▶ [Task goal]: Only lines holding the word "derive" are wanted. Copy them from the listing below.

▶ [Listed entries]:
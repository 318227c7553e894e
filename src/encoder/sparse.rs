use indexmap::IndexMap;
use serde::{Deserialize, Serialize};

/// Feature / intent index inside a sparse vector.
/// Signed so that a negative unknown index can be represented.
pub type Index = i64;

/// Weight of every present index. Encoding is multi-hot, never a count.
pub const WEIGHT: u8 = 1;

/// SparseVector
/// multi-hot なスパースベクトル
///
/// - `data`: index -> weight (常に 1)
/// - `keys`: 出現順の index 列
///
/// `keys` は通常 `data` と同じ要素数ですが、full モードでは
/// 重複した出現も全て記録するため `data` より長くなります。
#[derive(Debug, Clone, Default, PartialEq, Eq, Serialize, Deserialize)]
pub struct SparseVector {
    pub data: IndexMap<Index, u8>,
    pub keys: Vec<Index>,
}

impl SparseVector {
    pub fn new() -> Self {
        Self::default()
    }

    /// Vector holding exactly one index.
    pub fn one_hot(index: Index) -> Self {
        let mut vec = Self::new();
        vec.push(index, false);
        vec
    }

    /// indexを追加する
    ///
    /// # Arguments
    /// * `index` - 追加する index
    /// * `full` - true の場合は既出の index も `keys` に追加する
    #[inline]
    pub fn push(&mut self, index: Index, full: bool) {
        let seen = self.data.insert(index, WEIGHT).is_some();
        if full || !seen {
            self.keys.push(index);
        }
    }

    #[inline]
    pub fn contains(&self, index: Index) -> bool {
        self.data.contains_key(&index)
    }

    /// Number of distinct indices.
    #[inline]
    pub fn len(&self) -> usize {
        self.data.len()
    }

    #[inline]
    pub fn is_empty(&self) -> bool {
        self.data.is_empty()
    }
}

/// One encoded utterance: text features in, intent out.
#[derive(Debug, Clone, Default, PartialEq, Eq, Serialize, Deserialize)]
pub struct EncodedExample {
    pub input: SparseVector,
    pub output: SparseVector,
}
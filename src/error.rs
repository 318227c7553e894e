//! Error types for the encoder.
//!
//! Unknown features and unknown intents are not errors: they are resolved
//! through the unknown-index fallback or an empty output vector. Only
//! configuration and snapshot consistency problems surface here.

use thiserror::Error;

#[derive(Error, Debug)]
pub enum EncoderError {
    /// Rejected encoder configuration
    #[error("Invalid config: {0}")]
    InvalidConfig(String),

    /// Snapshot whose contents cannot rebuild a consistent encoder
    #[error("Malformed snapshot: {0}")]
    MalformedSnapshot(String),

    /// JSON serialization/deserialization errors
    #[error("JSON error: {0}")]
    Json(#[from] serde_json::Error),

    /// CBOR serialization/deserialization errors
    #[error("CBOR error: {0}")]
    Cbor(#[from] serde_cbor::Error),
}

/// Result type alias for operations that may fail with EncoderError.
pub type Result<T> = std::result::Result<T, EncoderError>;

impl EncoderError {
    pub fn invalid_config<S: Into<String>>(msg: S) -> Self {
        EncoderError::InvalidConfig(msg.into())
    }

    pub fn malformed_snapshot<S: Into<String>>(msg: S) -> Self {
        EncoderError::MalformedSnapshot(msg.into())
    }
}
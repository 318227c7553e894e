use serde::{ser::SerializeStruct, Deserialize, Serialize};
use tracing::debug;

use crate::encoder::cache::{CacheStats, LruTextCache, TextCache};
use crate::encoder::config::EncoderConfig;
use crate::encoder::processor::Processor;
use crate::encoder::sparse::Index;
use crate::encoder::vocab::{Vocabulary, VocabularyBuilder};
use crate::encoder::Encoder;
use crate::error::{EncoderError, Result};

/// Encoderのシリアライズ用のデータ構造
/// 語彙は index 順のリストとして保持します (index は位置で表現)
/// Processor とキャッシュの中身は含まれません
///
/// ```json
/// { "features": ["this", "is"], "intents": ["greet"], "unknownIndex": null, "useCache": true, "cacheSize": 1000 }
/// ```
#[derive(Debug, Clone, PartialEq, Eq, Serialize, Deserialize)]
#[serde(rename_all = "camelCase")]
pub struct Snapshot {
    pub features: Vec<String>,
    pub intents: Vec<String>,
    /// `null` と欠落はどちらも未設定として扱う
    #[serde(default)]
    pub unknown_index: Option<Index>,
    pub use_cache: bool,
    pub cache_size: usize,
}

impl Snapshot {
    pub fn from_json(json: &str) -> Result<Self> {
        Ok(serde_json::from_str(json)?)
    }

    pub fn to_json(&self) -> Result<String> {
        Ok(serde_json::to_string(self)?)
    }

    pub fn from_cbor(bytes: &[u8]) -> Result<Self> {
        Ok(serde_cbor::from_slice(bytes)?)
    }

    pub fn to_cbor(&self) -> Result<Vec<u8>> {
        Ok(serde_cbor::to_vec(self)?)
    }

    /// `Snapshot`から`Encoder`に変換します。
    /// `processor`は復元後の Encoder が使う Processor です。
    pub fn into_encoder<P: Processor>(self, processor: P) -> Result<Encoder<P, LruTextCache>> {
        Encoder::from_snapshot(processor, self)
    }

    /// 語彙を再構築する前の整合性チェック
    fn validate(&self) -> Result<()> {
        if let Some(token) = Vocabulary::first_duplicate(&self.features) {
            return Err(EncoderError::malformed_snapshot(format!("duplicate feature {token:?}")));
        }
        if let Some(token) = Vocabulary::first_duplicate(&self.intents) {
            return Err(EncoderError::malformed_snapshot(format!("duplicate intent {token:?}")));
        }
        if self.use_cache && self.cache_size == 0 {
            return Err(EncoderError::malformed_snapshot("useCache is set with cacheSize 0"));
        }
        Ok(())
    }
}

/// スナップショットの書き出し、読み込みの実装
impl<P, C> Encoder<P, C>
where
    P: Processor,
    C: TextCache,
{
    pub fn export(&self) -> Snapshot {
        debug!(
            features = self.vocab.features.len(),
            intents = self.vocab.intents.len(),
            "exporting encoder snapshot"
        );
        Snapshot {
            features: self.vocab.features.to_vec(),
            intents: self.vocab.intents.to_vec(),
            unknown_index: self.config.unknown_index,
            use_cache: self.config.use_cache,
            cache_size: self.config.cache_size,
        }
    }

    /// スナップショットから状態を復元する
    /// 語彙・キャッシュは全て作り直され、語彙は保存された順に再追加されるため
    /// index は書き出し前と一致します
    ///
    /// # Errors
    /// `MalformedSnapshot` の場合、Encoder は変更されません
    pub fn import(&mut self, snapshot: Snapshot) -> Result<()> {
        snapshot.validate()?;

        let mut vocab = VocabularyBuilder::new();
        for feature in &snapshot.features {
            vocab.add_feature(feature);
        }
        for intent in &snapshot.intents {
            vocab.add_intent(intent);
        }

        self.config.unknown_index = snapshot.unknown_index;
        self.config.use_cache = snapshot.use_cache;
        self.config.cache_size = snapshot.cache_size;
        self.vocab = vocab;
        self.cache = Self::build_cache(&self.config);
        self.stats = CacheStats::default();
        debug!(
            features = self.vocab.features.len(),
            intents = self.vocab.intents.len(),
            use_cache = self.config.use_cache,
            "imported encoder snapshot"
        );
        Ok(())
    }

    pub fn from_snapshot(processor: P, snapshot: Snapshot) -> Result<Self> {
        // キャッシュは import で snapshot の設定から作られる
        let mut encoder = Self::with_processor(processor, EncoderConfig::default().without_cache())?;
        encoder.import(snapshot)?;
        Ok(encoder)
    }

    pub fn to_json(&self) -> Result<String> {
        self.export().to_json()
    }

    pub fn import_json(&mut self, json: &str) -> Result<()> {
        self.import(Snapshot::from_json(json)?)
    }

    pub fn to_cbor(&self) -> Result<Vec<u8>> {
        self.export().to_cbor()
    }

    pub fn import_cbor(&mut self, bytes: &[u8]) -> Result<()> {
        self.import(Snapshot::from_cbor(bytes)?)
    }
}

impl<P, C> Serialize for Encoder<P, C>
where
    P: Processor,
    C: TextCache,
{
    /// Encoderをシリアライズします
    /// 出力は`Snapshot`と同じ形式です。復元には`Snapshot`を使用してください。
    fn serialize<S>(&self, serializer: S) -> std::result::Result<S::Ok, S::Error>
    where
        S: serde::Serializer,
    {
        let mut state = serializer.serialize_struct("Encoder", 5)?;
        state.serialize_field("features", &self.vocab.features.to_vec())?;
        state.serialize_field("intents", &self.vocab.intents.to_vec())?;
        state.serialize_field("unknownIndex", &self.config.unknown_index)?;
        state.serialize_field("useCache", &self.config.use_cache)?;
        state.serialize_field("cacheSize", &self.config.cache_size)?;
        state.end()
    }
}

#[cfg(test)]
mod tests {
    use super::*;
    use crate::encoder::corpus::CorpusEntry;
    use crate::encoder::processor::DefaultProcessor;

    fn corpus() -> Vec<CorpusEntry> {
        vec![
            CorpusEntry::new("greet")
                .with_utterances(&["Hello there", "Good morning"])
                .with_tests(&["hello friend"]),
            CorpusEntry::new("bye")
                .with_utterances(&["Goodbye", "See you later"])
                .with_tests(&["see you tomorrow"]),
        ]
    }

    fn trained(config: EncoderConfig) -> Encoder {
        let mut encoder = Encoder::with_config(config).unwrap();
        encoder.encode_corpus(&corpus());
        encoder
    }

    #[test]
    fn export_lists_vocabularies_in_index_order() {
        let encoder = trained(EncoderConfig::default());
        let snapshot = encoder.export();
        assert_eq!(
            snapshot.features,
            vec!["hello", "there", "good", "morning", "goodbye", "see", "you", "later"]
        );
        assert_eq!(snapshot.intents, vec!["greet", "bye"]);
        assert_eq!(snapshot.unknown_index, None);
        assert!(snapshot.use_cache);
        assert_eq!(snapshot.cache_size, 1000);
    }

    #[test]
    fn snapshot_json_shape() {
        let mut encoder = Encoder::with_config(EncoderConfig::new().with_unknown_index(-1).with_cache(5)).unwrap();
        encoder.add_feature_intent("hi", "greet");
        let value = serde_json::to_value(encoder.export()).unwrap();
        assert_eq!(
            value,
            serde_json::json!({
                "features": ["hi"],
                "intents": ["greet"],
                "unknownIndex": -1,
                "useCache": true,
                "cacheSize": 5
            })
        );
        // Serialize for Encoder matches the snapshot form
        assert_eq!(serde_json::to_value(&encoder).unwrap(), value);
    }

    #[test]
    fn import_export_round_trip_keeps_indices() {
        let original = trained(EncoderConfig::default());
        let mut restored = Encoder::new();
        restored.import(original.export()).unwrap();

        for feature in original.features() {
            assert_eq!(restored.get_feature_index(feature), original.get_feature_index(feature));
        }
        for intent in original.intents() {
            assert_eq!(restored.get_intent_index(intent), original.get_intent_index(intent));
        }
        assert_eq!(restored.export(), original.export());
    }

    #[test]
    fn restored_encoder_reproduces_dataset() {
        let mut original = Encoder::new();
        let expected = original.encode_corpus(&corpus());

        let json = original.to_json().unwrap();
        let mut restored = Encoder::new();
        restored.import_json(&json).unwrap();
        assert_eq!(restored.encode_corpus(&corpus()), expected);

        let mut snapshot = original.export();
        snapshot.use_cache = false;
        let mut uncached = Encoder::new();
        uncached.import(snapshot).unwrap();
        assert_eq!(uncached.cache_len(), 0);
        assert!(!uncached.config().use_cache);
        assert_eq!(uncached.encode_corpus(&corpus()), expected);
    }

    #[test]
    fn cbor_round_trip() {
        let original = trained(EncoderConfig::new().with_unknown_index(-1));
        let bytes = original.to_cbor().unwrap();
        let mut restored = Encoder::new();
        restored.import_cbor(&bytes).unwrap();
        assert_eq!(restored.export(), original.export());
        assert_eq!(restored.unknown_index(), Some(-1));
    }

    #[test]
    fn import_resets_previous_state() {
        let mut encoder = trained(EncoderConfig::default());
        encoder.import(Snapshot {
            features: vec!["x".to_string()],
            intents: vec![],
            unknown_index: None,
            use_cache: true,
            cache_size: 3,
        })
        .unwrap();
        assert_eq!(encoder.feature_count(), 1);
        assert_eq!(encoder.intent_count(), 0);
        assert_eq!(encoder.get_feature_index("hello"), None);
        assert_eq!(encoder.cache_len(), 0);
        assert_eq!(encoder.config().cache_size, 3);
    }

    #[test]
    fn missing_unknown_index_is_unset() {
        let snapshot = Snapshot::from_json(
            r#"{ "features": ["a"], "intents": [], "useCache": false, "cacheSize": 1000 }"#,
        )
        .unwrap();
        assert_eq!(snapshot.unknown_index, None);
    }

    #[test]
    fn missing_required_field_fails() {
        let result = Snapshot::from_json(r#"{ "features": ["a"], "useCache": true, "cacheSize": 10 }"#);
        assert!(matches!(result, Err(EncoderError::Json(_))));

        let mut encoder = Encoder::new();
        assert!(encoder.import_json(r#"{ "intents": [] }"#).is_err());
    }

    #[test]
    fn duplicate_tokens_are_rejected_without_mutation() {
        let mut encoder = trained(EncoderConfig::default());
        let before = encoder.export();
        let result = encoder.import(Snapshot {
            features: vec!["a".to_string(), "b".to_string(), "a".to_string()],
            intents: vec![],
            unknown_index: None,
            use_cache: true,
            cache_size: 10,
        });
        assert!(matches!(result, Err(EncoderError::MalformedSnapshot(_))));
        assert_eq!(encoder.export(), before);
    }

    #[test]
    fn zero_cache_size_with_cache_is_rejected() {
        let mut snapshot = Encoder::new().export();
        snapshot.cache_size = 0;
        assert!(matches!(
            Encoder::new().import(snapshot.clone()),
            Err(EncoderError::MalformedSnapshot(_))
        ));
        snapshot.use_cache = false;
        assert!(Encoder::new().import(snapshot).is_ok());
    }

    #[test]
    fn into_encoder_with_processor() {
        let snapshot = trained(EncoderConfig::default()).export();
        let encoder = snapshot.clone().into_encoder(DefaultProcessor).unwrap();
        assert_eq!(encoder.export(), snapshot);
        assert_eq!(encoder.get_feature_index("morning"), Some(3));
    }
}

▶ [Reply]:
#[derive(Debug, Clone, Default, PartialEq, Eq, Serialize, Deserialize)]
#[derive(Debug, Clone, Default, PartialEq, Eq, Serialize, Deserialize)]
#[derive(Error, Debug)]
#[derive(Debug, Clone, PartialEq, Eq, Serialize, Deserialize)]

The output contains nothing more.